Three-dimensional diagnostic images of the brain, spinal cord, and other body portions are produced by diagnostic imaging equipment such as CT scanners, magnetic resonance imagers, and the like. These imaging modalities often provide structural detail with a resolution of a millimeter or better.
Image guided surgery systems have been developed to utilize this data to assist the surgeon in presurgical planning and in accurately locating a region of interest within the body of a patient. In the operating arena, the image guided surgery systems are used to display position and orientation of a surgical tool in its correct location with respect to the images of the patient. Surgical tools typically include a trackable handle portion and a tool head which may be inserted into the patient's body. One example of an image guided surgery system is U.S. Pat. No. 5,517,990, Stereotaxy Wand and Tool Guide, to Kalfas et al. issued May 21, 1996, incorporated by reference herein.

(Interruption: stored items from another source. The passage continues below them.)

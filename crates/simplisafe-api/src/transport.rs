// Shared transport configuration for building the reqwest::Client.
//
// The REST engine and the token exchange share one client; callers that
// manage their own client pass it to `ApiClient::with_client` instead.

use std::time::Duration;

use reqwest::header::{CONTENT_TYPE, HeaderMap, HeaderValue};

use crate::config::DEFAULT_USER_AGENT;
use crate::error::Error;

/// Content type the API expects on every call.
pub const JSON_CONTENT_TYPE: &str = "application/json; charset=utf-8";

/// Shared transport configuration for building HTTP clients.
#[derive(Debug, Clone)]
pub struct TransportConfig {
    pub timeout: Duration,
    pub user_agent: String,
}

impl Default for TransportConfig {
    fn default() -> Self {
        Self {
            timeout: Duration::from_secs(10),
            user_agent: DEFAULT_USER_AGENT.into(),
        }
    }
}

impl TransportConfig {
    /// Build a `reqwest::Client` from this config.
    ///
    /// `Content-Type` and `User-Agent` are installed as default headers;
    /// the bearer token is added per request since it rotates.
    pub fn build_client(&self) -> Result<reqwest::Client, Error> {
        let mut headers = HeaderMap::new();
        headers.insert(CONTENT_TYPE, HeaderValue::from_static(JSON_CONTENT_TYPE));

        reqwest::Client::builder()
            .timeout(self.timeout)
            .user_agent(self.user_agent.as_str())
            .default_headers(headers)
            .build()
            .map_err(Error::Transport)
    }
}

Three and sometimes four views of image data are displayed on a monitor visible to the surgeon. These views typically include axial, sagittal, and coronal views of the patient. A fourth oblique view is sometimes displayed, presenting image data in a plane orthogonal to a tip of the tool. The location of the tip of the tool, the tool's trajectory, and diameter of the tool head are displayed on one or more of these images. The algebraic distance between the tip of the tool and a desired position may also be displayed numerically on the monitor.

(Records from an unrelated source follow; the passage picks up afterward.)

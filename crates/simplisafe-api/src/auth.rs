// OAuth constants, grant payloads and PKCE helpers.
//
// The vendor uses an Auth0 tenant with a fixed public client. A user logs
// in through the browser at `authorization_url(..)`, the redirect carries
// an authorization code, and `ApiClient::from_authorization_code` trades
// it (plus the PKCE verifier) for tokens.

use base64::Engine;
use base64::engine::general_purpose::URL_SAFE_NO_PAD;
use rand::RngCore;
use secrecy::{ExposeSecret, SecretString};
use serde_json::{Value, json};
use sha2::{Digest, Sha256};
use url::Url;

use crate::error::Error;

/// Public OAuth client id of the vendor's mobile app.
pub const DEFAULT_CLIENT_ID: &str = "42aBZ5lYrVW12jfOuu3CQROitwxg9sN5";

/// Redirect URI registered for [`DEFAULT_CLIENT_ID`].
pub const DEFAULT_REDIRECT_URI: &str =
    "com.simplisafe.mobile://auth.simplisafe.com/ios/com.simplisafe.mobile/callback";

const DEFAULT_AUTH0_CLIENT: &str = "eyJuYW1lIjoiQXV0aDAuc3dpZnQiLCJlbnYiOnsiaU\
     9TIjoiMTUuMCIsInN3aWZ0IjoiNS54In0sInZlcnNpb24iOiIxLjMzLjAifQ";

const DEFAULT_AUDIENCE: &str = "https://api.simplisafe.com/";

const DEFAULT_SCOPE: &str =
    "offline_access email openid https://api.simplisafe.com/scopes/user:platform";

/// Credentials exchanged at `POST /oauth/token`.
#[derive(Debug, Clone)]
pub enum Grant {
    /// Authorization code from the browser login, plus its PKCE verifier.
    AuthorizationCode {
        code: SecretString,
        code_verifier: SecretString,
    },
    /// A stored refresh token.
    RefreshToken(SecretString),
}

impl Grant {
    /// The JSON body for the token endpoint.
    pub(crate) fn to_body(&self) -> Value {
        match self {
            Self::AuthorizationCode {
                code,
                code_verifier,
            } => json!({
                "grant_type": "authorization_code",
                "client_id": DEFAULT_CLIENT_ID,
                "code_verifier": code_verifier.expose_secret(),
                "code": code.expose_secret(),
                "redirect_uri": DEFAULT_REDIRECT_URI,
            }),
            Self::RefreshToken(token) => json!({
                "grant_type": "refresh_token",
                "client_id": DEFAULT_CLIENT_ID,
                "refresh_token": token.expose_secret(),
            }),
        }
    }

    pub(crate) fn name(&self) -> &'static str {
        match self {
            Self::AuthorizationCode { .. } => "authorization_code",
            Self::RefreshToken(_) => "refresh_token",
        }
    }
}

// ── PKCE ─────────────────────────────────────────────────────────────

/// Generate a PKCE code verifier: 40 random bytes, URL-safe base64,
/// reduced to alphanumerics.
pub fn generate_code_verifier() -> String {
    let mut bytes = [0_u8; 40];
    rand::thread_rng().fill_bytes(&mut bytes);
    URL_SAFE_NO_PAD
        .encode(bytes)
        .chars()
        .filter(char::is_ascii_alphanumeric)
        .collect()
}

/// S256 code challenge for a verifier.
pub fn code_challenge(code_verifier: &str) -> String {
    URL_SAFE_NO_PAD.encode(Sha256::digest(code_verifier.as_bytes()))
}

/// The browser login URL for a code challenge.
pub fn authorization_url(auth_base: &str, code_challenge: &str) -> Result<Url, Error> {
    let mut url = Url::parse(auth_base)?.join("authorize")?;
    url.query_pairs_mut()
        .append_pair("audience", DEFAULT_AUDIENCE)
        .append_pair("auth0Client", DEFAULT_AUTH0_CLIENT)
        .append_pair("client_id", DEFAULT_CLIENT_ID)
        .append_pair("code_challenge", code_challenge)
        .append_pair("code_challenge_method", "S256")
        .append_pair("redirect_uri", DEFAULT_REDIRECT_URI)
        .append_pair("response_type", "code")
        .append_pair("scope", DEFAULT_SCOPE);
    Ok(url)
}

Given the nature of image guided surgery procedures, it is necessary to be able to track the location of the tip of the tool, the tool's trajectory, and diameter of the tool head with a high degree of precision, often requiring calibration to less than a millimeter in accuracy. The tools are tracked in an operating room or other area by use of a tracking system or localizer. The tracking system tracks the tools by virtue of three or more spaced apart position signaling devices, such as infrared emitters or reflectors, connected to the tool in a fixed relation thereto. The position signaling devices are positioned in a unique pattern for each tool in order to allow the tracking system to be able to distinguish one tool from another. In other words, the unique pattern can be said to characterize the tool.

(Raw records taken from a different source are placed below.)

// Subscription discovery
//
// Each subscription is one monitored location with one base station. The
// device-level model hangs off these records and is not part of this crate.

use serde::Deserialize;
use serde_json::{Map, Value};
use tracing::{debug, error};

use crate::client::ApiClient;
use crate::error::Error;

/// One active subscription on the account.
#[derive(Debug, Clone, Deserialize)]
pub struct Subscription {
    /// Subscription id; also the system id carried by stream events.
    pub sid: u64,
    pub location: Location,
    #[serde(flatten)]
    pub extra: Map<String, Value>,
}

#[derive(Debug, Clone, Deserialize)]
pub struct Location {
    #[serde(default)]
    pub sid: Option<u64>,
    pub system: SystemInfo,
    #[serde(flatten)]
    pub extra: Map<String, Value>,
}

/// Base-station summary. `version` is 2 or 3.
#[derive(Debug, Clone, Deserialize)]
pub struct SystemInfo {
    pub version: u8,
    #[serde(default)]
    pub serial: Option<String>,
    #[serde(flatten)]
    pub extra: Map<String, Value>,
}

#[derive(Deserialize)]
struct SubscriptionsResponse {
    #[serde(default)]
    subscriptions: Vec<Value>,
}

impl ApiClient {
    /// List active subscriptions.
    ///
    /// `GET /v1/users/{user_id}/subscriptions?activeOnly=true`
    ///
    /// Locations without system version data are skipped with an error
    /// log; they cannot be mapped to a system model.
    pub async fn subscriptions(&self) -> Result<Vec<Subscription>, Error> {
        let user_id = self.user_id().ok_or_else(|| Error::InvalidCredentials {
            message: "not authenticated: user id unknown".into(),
        })?;

        let path = format!("users/{user_id}/subscriptions");
        debug!(user_id, "listing subscriptions");
        let resp: SubscriptionsResponse = self
            .get_with_params(&path, &[("activeOnly", "true".to_owned())])
            .await?;

        Ok(resp
            .subscriptions
            .into_iter()
            .filter_map(parse_subscription)
            .collect())
    }
}

fn parse_subscription(raw: Value) -> Option<Subscription> {
    let location = &raw["location"];
    if location["system"].get("version").is_none() {
        error!(
            location = %location["sid"],
            "skipping location with missing system data"
        );
        return None;
    }

    match Subscription::deserialize(&raw) {
        Ok(subscription) => Some(subscription),
        Err(e) => {
            error!(subscription = %raw["sid"], error = %e, "skipping malformed subscription");
            None
        }
    }
}

#[cfg(test)]
#[allow(clippy::unwrap_used)]
mod tests {
    use serde_json::json;

    use super::*;

    #[test]
    fn location_without_version_is_skipped() {
        let raw = json!({
            "sid": 12345,
            "location": {"sid": 67890, "system": {"serial": "1234ABCD"}}
        });
        assert!(parse_subscription(raw).is_none());
    }

    #[test]
    fn extra_fields_are_retained() {
        let raw = json!({
            "sid": 12345,
            "uid": 1,
            "location": {
                "sid": 67890,
                "street1": "1234 Main Street",
                "system": {"serial": "1234ABCD", "version": 3, "alarmState": "OFF"}
            }
        });
        let sub = parse_subscription(raw).unwrap();
        assert_eq!(sub.sid, 12345);
        assert_eq!(sub.location.sid, Some(67890));
        assert_eq!(sub.location.system.version, 3);
        assert_eq!(sub.location.system.serial.as_deref(), Some("1234ABCD"));
        assert_eq!(sub.location.system.extra["alarmState"], "OFF");
        assert_eq!(sub.location.extra["street1"], "1234 Main Street");
        assert_eq!(sub.extra["uid"], 1);
    }
}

A central computer coupled to the tracking system is preprogrammed with information related to where the tip and trajectory of each tool is with respect to the tool's position signaling devices and with information related to the diameter of the tool head. For instance, with respect to a tracked probe having three infrared emitters, the central computer maintains information related to where the tip of the probe is with relationship to a selected point on a plane defined by the three infrared emitters. Based on this information, a precise location of the tip can be calculated by the central computer and displayed on one of the monitors.
In a variety of surgical tools such as drills, probes, endoscopes, etc. it is often beneficial to a surgeon or other individual to make changes to the tool which may affect the positioning of the tip as well as the diameter of the tool head. For instance, on a surgical drill it is often helpful for the surgeon to be able to change the size and length of a drill bit situated in the tool to accommodate different surgical procedures. Further, with respect to the probes, it is often desirous to replace different length and diameter shafts on the probe handle in order to reach different regions in the patient.
Unfortunately, because the position of the tip of each tool with respect to the tool's position signaling devices are preprogrammed into a memory associated with each tool and passed along the central computer along with information on the diameter of the tool head, changes to the tool which affect the location of the tip and diameter of the tool head cannot easily be made. If changes are made, an operator needs to determine the new relationship between the tip of the tool and the tool's position signaling devices and enter this information into the central computer. Further, information related to a new diameter of the tool head may also need to be entered. This process is time consuming and cumbersome. If the new information is not entered into the central computer, the tip of the tool will not be properly tracked and displayed on the monitor.
The present invention provides a new and improved method and apparatus for calibrating a surgical tool which addresses the above-referenced matters, and others.